§ **EXERCISE DIRECTIONS**: Return all lines in the material below that contain "leaves".

[Opening MATERIAL FOR THIS TASK section]

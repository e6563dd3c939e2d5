//! B-tree node: items double as separators.
//!
//! A node holds its items in ascending order. An internal node owns
//! `items.len() + 1` children; every item in `children[i]` is less than
//! `items[i]` and every item in `children[i + 1]` is greater.

use crate::types::{exceeds_upper, Comparable, Halt, Nearest, NodeLimits};
use std::cmp::Ordering;
use std::mem;
use std::ops::ControlFlow;

#[derive(Debug)]
pub(crate) struct Node<T> {
    pub(super) items: Vec<T>,
    /// Empty for leaves
    pub(super) children: Vec<Node<T>>,
}

/// Right half produced when a node overflows
pub(crate) struct Split<T> {
    pub separator: T,
    pub right: Node<T>,
}

pub(crate) struct InsertOutcome<T> {
    pub updated: bool,
    pub split: Option<Split<T>>,
}

impl<T> InsertOutcome<T> {
    fn updated() -> Self {
        Self {
            updated: true,
            split: None,
        }
    }

    fn inserted(split: Option<Split<T>>) -> Self {
        Self {
            updated: false,
            split,
        }
    }
}

impl<T> Node<T> {
    pub(crate) fn new_leaf(limits: NodeLimits) -> Self {
        Self {
            items: Vec::with_capacity(limits.max_keys + 1),
            children: Vec::new(),
        }
    }

    /// New root above a split: `left < separator < right`
    pub(crate) fn new_root(left: Node<T>, separator: T, right: Node<T>, limits: NodeLimits) -> Self {
        let mut items = Vec::with_capacity(limits.max_keys + 1);
        items.push(separator);
        let mut children = Vec::with_capacity(limits.max_keys + 2);
        children.push(left);
        children.push(right);
        Self { items, children }
    }

    pub(crate) fn len(&self) -> usize {
        self.items.len()
    }

    pub(crate) fn is_leaf(&self) -> bool {
        self.children.is_empty()
    }

    /// Take the only child of an emptied internal root
    pub(crate) fn into_only_child(mut self) -> Node<T> {
        debug_assert!(self.items.is_empty() && self.children.len() == 1);
        self.children.swap_remove(0)
    }

    pub(crate) fn height(&self) -> usize {
        let mut height = 1;
        let mut node = self;
        while let Some(child) = node.children.first() {
            height += 1;
            node = child;
        }
        height
    }

    /// Index of the first item `>= key`, or `len()` if there is none
    pub(crate) fn find_insertion_point<Q>(&self, key: &Q) -> usize
    where
        Q: Comparable<T> + ?Sized,
    {
        self.items
            .partition_point(|item| key.compare(item) == Ordering::Greater)
    }

    fn search<Q>(&self, key: &Q) -> (usize, bool)
    where
        Q: Comparable<T> + ?Sized,
    {
        let index = self.find_insertion_point(key);
        let found = index < self.items.len() && key.compare(&self.items[index]) == Ordering::Equal;
        (index, found)
    }

    pub(crate) fn get<Q>(&self, key: &Q) -> Option<&T>
    where
        Q: Comparable<T> + ?Sized,
    {
        let mut node = self;
        loop {
            let (index, found) = node.search(key);
            if found {
                return Some(&node.items[index]);
            }
            node = node.children.get(index)?;
        }
    }

    pub(crate) fn min(&self) -> Option<&T> {
        let mut node = self;
        while let Some(child) = node.children.first() {
            node = child;
        }
        node.items.first()
    }

    pub(crate) fn max(&self) -> Option<&T> {
        let mut node = self;
        while let Some(child) = node.children.last() {
            node = child;
        }
        node.items.last()
    }

    pub(crate) fn nearest<Q>(&self, key: &Q) -> Nearest<&T>
    where
        Q: Comparable<T> + ?Sized,
    {
        let (index, found) = self.search(key);
        if found {
            return Nearest::exact(&self.items[index]);
        }

        let mut nearest = match self.children.get(index) {
            Some(child) => child.nearest(key),
            None => Nearest::default(),
        };

        // The separators around the child bound it from both sides
        if nearest.exact.is_none() {
            if nearest.lower.is_none() && index > 0 {
                nearest.lower = Some(&self.items[index - 1]);
            }
            if nearest.upper.is_none() {
                nearest.upper = self.items.get(index);
            }
        }
        nearest
    }

    /// In-order visit of every item `>= lower` up to `upper`
    pub(crate) fn visit<Q, F>(
        &self,
        lower: Option<&Q>,
        upper: Option<&Q>,
        max_inclusive: bool,
        visitor: &mut F,
    ) -> ControlFlow<Halt>
    where
        Q: Comparable<T> + ?Sized,
        F: FnMut(&T) -> ControlFlow<()>,
    {
        let start = lower.map_or(0, |key| self.find_insertion_point(key));

        for index in start..=self.items.len() {
            if let Some(child) = self.children.get(index) {
                child.visit(lower, upper, max_inclusive, visitor)?;
            }
            if let Some(item) = self.items.get(index) {
                if exceeds_upper(upper, item, max_inclusive) {
                    return ControlFlow::Break(Halt::UpperBound);
                }
                if visitor(item).is_break() {
                    return ControlFlow::Break(Halt::Visitor);
                }
            }
        }
        ControlFlow::Continue(())
    }

    pub(crate) fn remove_min(&mut self, limits: NodeLimits) -> Option<T> {
        if self.is_leaf() {
            return (!self.items.is_empty()).then(|| self.items.remove(0));
        }
        let removed = self.children[0].remove_min(limits);
        if removed.is_some() {
            self.rebalance(0, limits);
        }
        removed
    }

    pub(crate) fn remove_max(&mut self, limits: NodeLimits) -> Option<T> {
        if self.is_leaf() {
            return self.items.pop();
        }
        let last = self.items.len();
        let removed = self.children[last].remove_max(limits);
        if removed.is_some() {
            self.rebalance(last, limits);
        }
        removed
    }

    /// Resolve an underflow of `children[index]` by borrowing from or
    /// merging with a sibling
    fn rebalance(&mut self, index: usize, limits: NodeLimits) {
        if self.children[index].len() >= limits.min_keys {
            return;
        }

        let has_left = index > 0;
        let has_right = index < self.items.len();

        if has_left && self.children[index - 1].len() > limits.min_keys {
            self.borrow_from_left(index);
        } else if has_right && self.children[index + 1].len() > limits.min_keys {
            self.borrow_from_right(index);
        } else if has_left {
            self.merge(index - 1);
        } else if has_right {
            self.merge(index);
        } else {
            panic!("underflow in child {index} of a node without siblings");
        }
    }

    /// Rotate the left sibling's max item through the parent separator
    fn borrow_from_left(&mut self, index: usize) {
        let (before, after) = self.children.split_at_mut(index);
        let left = &mut before[index - 1];
        let child = &mut after[0];

        let moved = left.items.pop().expect("left sibling has items to lend");
        let separator = mem::replace(&mut self.items[index - 1], moved);
        child.items.insert(0, separator);

        if let Some(grandchild) = left.children.pop() {
            child.children.insert(0, grandchild);
        }
    }

    /// Rotate the right sibling's min item through the parent separator
    fn borrow_from_right(&mut self, index: usize) {
        let (before, after) = self.children.split_at_mut(index + 1);
        let child = &mut before[index];
        let right = &mut after[0];

        let moved = right.items.remove(0);
        let separator = mem::replace(&mut self.items[index], moved);
        child.items.push(separator);

        if !right.is_leaf() {
            child.children.push(right.children.remove(0));
        }
    }

    /// Merge `children[index + 1]` and the separator between them into
    /// `children[index]`
    fn merge(&mut self, index: usize) {
        let right = self.children.remove(index + 1);
        let separator = self.items.remove(index);
        let left = &mut self.children[index];

        left.items.push(separator);
        left.items.extend(right.items);
        left.children.extend(right.children);

        tracing::trace!(merged_len = left.items.len(), "merged b-tree nodes");
    }
}

impl<T: Ord> Node<T> {
    pub(crate) fn insert_or_update(&mut self, item: T, limits: NodeLimits) -> InsertOutcome<T> {
        let (index, found) = self.search(&item);
        if found {
            self.items[index] = item;
            return InsertOutcome::updated();
        }

        if self.is_leaf() {
            self.items.insert(index, item);
        } else {
            let outcome = self.children[index].insert_or_update(item, limits);
            if outcome.updated {
                return outcome;
            }
            match outcome.split {
                Some(Split { separator, right }) => {
                    self.items.insert(index, separator);
                    self.children.insert(index + 1, right);
                }
                None => return InsertOutcome::inserted(None),
            }
        }

        let split = (self.items.len() > limits.max_keys).then(|| self.split(limits));
        InsertOutcome::inserted(split)
    }

    /// Move the upper half into a new sibling; the median item moves up
    fn split(&mut self, limits: NodeLimits) -> Split<T> {
        let left_len = (self.items.len() - 1) / 2;

        let mut items = Vec::with_capacity(limits.max_keys + 1);
        items.extend(self.items.drain(left_len + 1..));
        let separator = self.items.pop().expect("split node holds its median");

        let mut children = Vec::new();
        if !self.is_leaf() {
            children.reserve(limits.max_keys + 2);
            children.extend(self.children.drain(left_len + 1..));
        }

        Split {
            separator,
            right: Node { items, children },
        }
    }

    pub(crate) fn remove<Q>(&mut self, key: &Q, limits: NodeLimits) -> Option<T>
    where
        Q: Comparable<T> + ?Sized,
    {
        let (index, found) = self.search(key);

        if self.is_leaf() {
            return found.then(|| self.items.remove(index));
        }

        let removed = if found {
            // Replace with the in-order predecessor from the left subtree
            let predecessor = self.children[index]
                .remove_max(limits)
                .expect("internal node has a non-empty left subtree");
            Some(mem::replace(&mut self.items[index], predecessor))
        } else {
            self.children[index].remove(key, limits)
        };

        if removed.is_some() {
            self.rebalance(index, limits);
        }
        removed
    }
}

#[cfg(feature = "diagnostics")]
impl<T: std::fmt::Debug> Node<T> {
    pub(crate) fn snapshot(&self) -> crate::diagnostics::TreeNode {
        crate::diagnostics::TreeNode {
            is_leaf: self.is_leaf(),
            keys: self.items.iter().map(|item| format!("{item:?}")).collect(),
            values: Vec::new(),
            children: self.children.iter().map(Node::snapshot).collect(),
        }
    }
}

#[cfg(test)]
impl<T: Ord + std::fmt::Debug> Node<T> {
    /// Check ordering, occupancy and equal leaf depth; returns
    /// `(item count, leaf depth)` of the subtree
    pub(crate) fn check_invariants(&self, limits: NodeLimits, is_root: bool) -> (usize, usize) {
        assert!(self.items.len() <= limits.max_keys, "node overfull: {:?}", self.items);
        if !is_root {
            assert!(self.items.len() >= limits.min_keys, "node underfull: {:?}", self.items);
        }
        assert!(
            self.items.windows(2).all(|pair| pair[0] < pair[1]),
            "items not strictly increasing: {:?}",
            self.items
        );

        if self.is_leaf() {
            return (self.items.len(), 1);
        }

        assert_eq!(self.children.len(), self.items.len() + 1);
        let mut total = self.items.len();
        let mut depth = None;
        for (index, child) in self.children.iter().enumerate() {
            if index > 0 {
                let separator = &self.items[index - 1];
                assert!(child.min().is_some_and(|min| min > separator));
            }
            if let Some(separator) = self.items.get(index) {
                assert!(child.max().is_some_and(|max| max < separator));
            }
            let (count, child_depth) = child.check_invariants(limits, false);
            total += count;
            match depth {
                None => depth = Some(child_depth),
                Some(expected) => assert_eq!(expected, child_depth, "leaves at unequal depth"),
            }
        }
        (total, depth.unwrap_or(0) + 1)
    }
}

[Closing MATERIAL FOR THIS TASK section]

§ **EXERCISE RESULT**:
    /// Empty for leaves
                Some(expected) => assert_eq!(expected, child_depth, "leaves at unequal depth"),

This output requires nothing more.